Long live the stories, long live the niches

I have a horror for monoculture and monopoly. (I believe that diversity seeds resilience.) Professionally, I have loved being able to lift up the kind of people who make my little piece of the world better – quirky, flavoursome, interesting, unique, richer.

Yesterday, Craft MTN, a sweet little zine from the team at Freehub, wound down. It was an outlet that linked the people of Cascadia who shared a love for pedalling, and a place in which I was able to share about Pemberton’s Bike Club (a weekly women’s ride), the Schramm’s game-changing vodka distillery, Miller’s farm-to-tap brewing operation The Beer Farmers, North Yard Cider formerly in Squamish, and some bike-mad landscape architects.

I’ve been quietly lamenting, of late, the disappearance of my cultural niche in the media ecosystem, and so I feel an undertone of mourning, the toll of a bell in a distant neighbourhood, with this announcement. I worked for a long time in “mountain culture”, which I never seemed to be able to explain as a beat, outside certain regions (ie to urbanites and friends back home), but which pretty much encapsulated everything Sea to Sky, and in like-locations. It’s always good to find your ecological niche and to be able to express yourself within that. But monocultures have a way of encroaching on diversity, extracting the nourishment and leaving behind a bit of a wasteland (see Canadian prairies full of wild grasses become a devastated wheat belt, see Vail, see Rupert Murdoch, see hedge funds.) I think it’s what happens in a system when reciprocity isn’t practiced as a fundamental ethic – if you take, you also give back. If not, the extractive models of wealth-building just take and take and take, until they’ve drained the life force from their source, and then they are forced to move on.

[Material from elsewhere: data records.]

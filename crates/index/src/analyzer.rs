use crate::stopwords::StopWords;
use eduai_common::{AppConfig, EduAiError, Result};
use regex::Regex;

/// Maximal runs of two or more letters, digits or underscores
///
/// Combining marks are not word characters, so they split a run.
pub const DEFAULT_TOKEN_PATTERN: &str = r"[\p{L}\p{N}_]{2,}";

/// Tokenization rules shared by corpus text and queries
#[derive(Debug, Clone)]
pub struct AnalyzerConfig {
    /// Lowercase text before matching tokens
    pub lowercase: bool,

    /// Regex whose matches are the tokens
    pub token_pattern: String,

    /// Terms never indexed
    pub stop_words: StopWords,
}

impl Default for AnalyzerConfig {
    fn default() -> Self {
        Self {
            lowercase: true,
            token_pattern: DEFAULT_TOKEN_PATTERN.to_string(),
            stop_words: StopWords::english(),
        }
    }
}

impl AnalyzerConfig {
    /// Build analyzer settings from application configuration
    ///
    /// Reads the stop-word file when one is configured.
    pub fn from_app_config(config: &AppConfig) -> Result<Self> {
        let stop_words = match &config.stop_words_path {
            Some(path) => StopWords::from_file(path)?,
            None => StopWords::english(),
        };

        Ok(Self {
            lowercase: config.token_lowercase,
            token_pattern: config
                .token_pattern
                .clone()
                .unwrap_or_else(|| DEFAULT_TOKEN_PATTERN.to_string()),
            stop_words,
        })
    }

    pub fn with_stop_words(mut self, stop_words: StopWords) -> Self {
        self.stop_words = stop_words;
        self
    }

    pub fn with_lowercase(mut self, lowercase: bool) -> Self {
        self.lowercase = lowercase;
        self
    }

    pub fn with_token_pattern(mut self, pattern: impl Into<String>) -> Self {
        self.token_pattern = pattern.into();
        self
    }
}

/// Compiled tokenizer + stop-word filter
#[derive(Debug, Clone)]
pub struct Analyzer {
    lowercase: bool,
    pattern: Regex,
    stop_words: StopWords,
}

impl Analyzer {
    /// Compile analyzer; fails on an invalid token pattern
    pub fn new(config: AnalyzerConfig) -> Result<Self> {
        let pattern = Regex::new(&config.token_pattern).map_err(|e| {
            EduAiError::config(format!(
                "Invalid token pattern '{}': {}",
                config.token_pattern, e
            ))
        })?;

        Ok(Self {
            lowercase: config.lowercase,
            pattern,
            stop_words: config.stop_words,
        })
    }

    /// Split text into tokens without stop-word filtering
    pub fn tokenize(&self, text: &str) -> Vec<String> {
        let text = if self.lowercase {
            text.to_lowercase()
        } else {
            text.to_string()
        };

        self.pattern
            .find_iter(&text)
            .map(|m| m.as_str().to_string())
            .collect()
    }

    /// Tokenize and drop stop words; the terms an index sees
    pub fn analyze(&self, text: &str) -> Vec<String> {
        let mut tokens = self.tokenize(text);
        tokens.retain(|token| !self.stop_words.contains(token));
        tokens
    }

}
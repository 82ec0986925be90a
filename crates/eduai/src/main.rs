use anyhow::Result;
use clap::{Parser, Subcommand, ValueEnum};
use eduai_common::{logger, AppConfig};
use eduai_corpus::{CorpusLoader, SourceFormat};
use eduai_index::CourseRecommender;
use std::path::PathBuf;

mod interactive;
mod output;

/// Find project root by looking for .git directory
fn find_project_root() -> Option<PathBuf> {
    let mut current_dir = std::env::current_dir().ok()?;

    loop {
        if current_dir.join(".git").exists() {
            return Some(current_dir);
        }

        if !current_dir.pop() {
            break;
        }
    }

    None
}

/// Load .env file from project root
fn load_dotenv_from_project_root() {
    if let Some(root) = find_project_root() {
        let env_path = root.join(".env");
        if env_path.exists() {
            dotenv::from_path(&env_path).ok();
        }
    } else {
        dotenv::dotenv().ok();
    }
}

#[derive(Parser)]
#[command(name = "eduai")]
#[command(about = "EduAI - course recommendations by text similarity", long_about = None)]
struct Cli {
    /// Course dataset (CSV or JSON)
    #[arg(long, global = true)]
    dataset: Option<PathBuf>,

    /// Dataset format; detected from the file extension when omitted
    #[arg(long, global = true, value_enum)]
    format: Option<DatasetFormat>,

    /// Log level (trace, debug, info, warn, error)
    #[arg(long, global = true)]
    log_level: Option<String>,

    #[command(subcommand)]
    command: Option<Commands>,
}

#[derive(Debug, Clone, Copy, PartialEq, Eq, ValueEnum)]
enum DatasetFormat {
    Csv,
    Json,
}

impl From<DatasetFormat> for SourceFormat {
    fn from(format: DatasetFormat) -> Self {
        match format {
            DatasetFormat::Csv => SourceFormat::Csv,
            DatasetFormat::Json => SourceFormat::Json,
        }
    }
}

#[derive(Subcommand)]
enum Commands {
    /// Recommend courses for a single query
    Recommend {
        /// Course name or topic
        query: String,

        /// Number of results
        #[arg(long, short = 'n')]
        top_n: Option<usize>,

        /// Print JSON instead of text
        #[arg(long)]
        json: bool,

        /// Show similarity scores
        #[arg(long)]
        scores: bool,
    },

    /// Show corpus and index statistics
    Stats {
        /// Print JSON instead of text
        #[arg(long)]
        json: bool,
    },

    /// Menu-driven shell (default)
    Interactive,
}

fn main() -> Result<()> {
    let cli = Cli::parse();

    load_dotenv_from_project_root();

    let mut config = AppConfig::from_env()?;
    if let Some(dataset) = cli.dataset {
        config.dataset_path = dataset;
    }
    if let Some(level) = cli.log_level {
        config.log_level = level;
    }
    config.validate()?;
    let format = cli.format.map(SourceFormat::from);

    if config.log_to_file {
        logger::setup_logging(&config.log_dir, &config.log_level)?;
    } else {
        logger::setup_console_logging(&config.log_level)?;
    }

    match cli.command.unwrap_or(Commands::Interactive) {
        Commands::Recommend {
            query,
            top_n,
            json,
            scores,
        } => {
            let recommender = build_recommender(&config, format)?;
            let top_n = top_n.unwrap_or(config.default_top_n);
            let results = recommender.search(&query, top_n)?;

            if json && scores {
                println!("{}", serde_json::to_string_pretty(&results)?);
            } else if json {
                let courses: Vec<_> = results.into_iter().map(|r| r.recommendation).collect();
                println!("{}", serde_json::to_string_pretty(&courses)?);
            } else if results.is_empty() {
                println!("No relevant courses found.");
            } else if scores {
                print!("{}", output::format_search_results(&results));
            } else {
                let courses: Vec<_> = results.into_iter().map(|r| r.recommendation).collect();
                print!("{}", output::format_recommendations(&courses));
            }
        }
        Commands::Stats { json } => {
            let recommender = build_recommender(&config, format)?;
            let stats = recommender.stats()?;
            if json {
                println!("{}", serde_json::to_string_pretty(&stats)?);
            } else {
                print!("{}", output::format_stats(&stats));
            }
        }
        Commands::Interactive => {
            let stdin = std::io::stdin();
            let stdout = std::io::stdout();
            interactive::run(&config, format, &mut stdin.lock(), &mut stdout.lock())?;
        }
    }

    Ok(())
}

/// Load and index the configured dataset, optionally forcing its format
fn build_recommender(
    config: &AppConfig,
    format: Option<SourceFormat>,
) -> eduai_common::Result<CourseRecommender> {
    let mut recommender = CourseRecommender::from_config(config)?;
    if let Some(format) = format {
        recommender = recommender.with_loader(CorpusLoader::new().with_format(format));
    }
    tracing::info!(
        "Using dataset {} (format: {})",
        recommender.dataset_path().display(),
        format.map_or("auto".to_string(), |f| format!("{:?}", f).to_lowercase())
    );
    recommender.initialize()?;
    Ok(recommender)
}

There are those who are still fighting for those creative niches, independent media, custom publications – here in Sea to Sky country, Mountain Life is going strong. Mountain Gazette and Adventure Journal continue to carve out a space for the stories of a certain sensibility. But I wonder if we, as content consumers, are also part of the problem. We have become attention-bereft skimmers, chasers of the shiny thing, dopamine junkies.

I think back to a quote I posted here in 2010, from Seattle Weekly’s music blogger John Roderick ranting against Year-End Top 10 lists:

“The people making records are still spending months and years on them, while the people buying them are munching through them like corn chips. Slow down.”

The labour that goes into a print magazine, as far as I can see from my little peek through the mail slot, is huge. Hundreds of hours to create something you can hold in your hands, and sit with, and savour. But if 99% of our content-consumption involves multi-tabbing, multi-screening, constant swiping and endlessly scrolling, we will potentially approach that print artefact with the same rapacious appetite and accelerated heart rate and shallow chest-breath, and shrug and toss it in the recycling, and look up for the next shiny thing… The imbalance is too great to justify the effort and investment.

I’ve had moments of pondering what my personal response should be to the collapse of my cultural ecosystem – well, collapse might be melodramatic… let’s call it anorexia…. a dangerous thinning of what once felt robust, a system of events and festivals and showcases and businesses and brands and outlets, all sharing stories and reflecting back at each other what we represent, what makes us unique… Do you try and prop it up? Go work for the collapser? Do you run as far as you can? Hunker down? Bunker up? Do you start planting seeds for something else? 

What’s coming up for me now is the same old prescription for most of my ailments: slow down. Learn to savour. Corral my own attention. Be able to sit still for long enough to read a long form article. Dock the phone. Read Oliver Burkeman’s 4000 weeks. Go outside a lot more. Live mountain culture. Sprinkle seeds. Trust compost. As long as things aren’t toxic, their demise fuels new growth.

2 Comments Add yours

  1. ecoggins's avatar ecoggins says:

    Ah Lisa, how well I recognize this tristess.

    1. Lisa Richardson's avatar Lisa Richardson says:

      Thanks for sharing that… It’s good to know it’s not just me. Shared sorrows are spared sorrows, or something like that?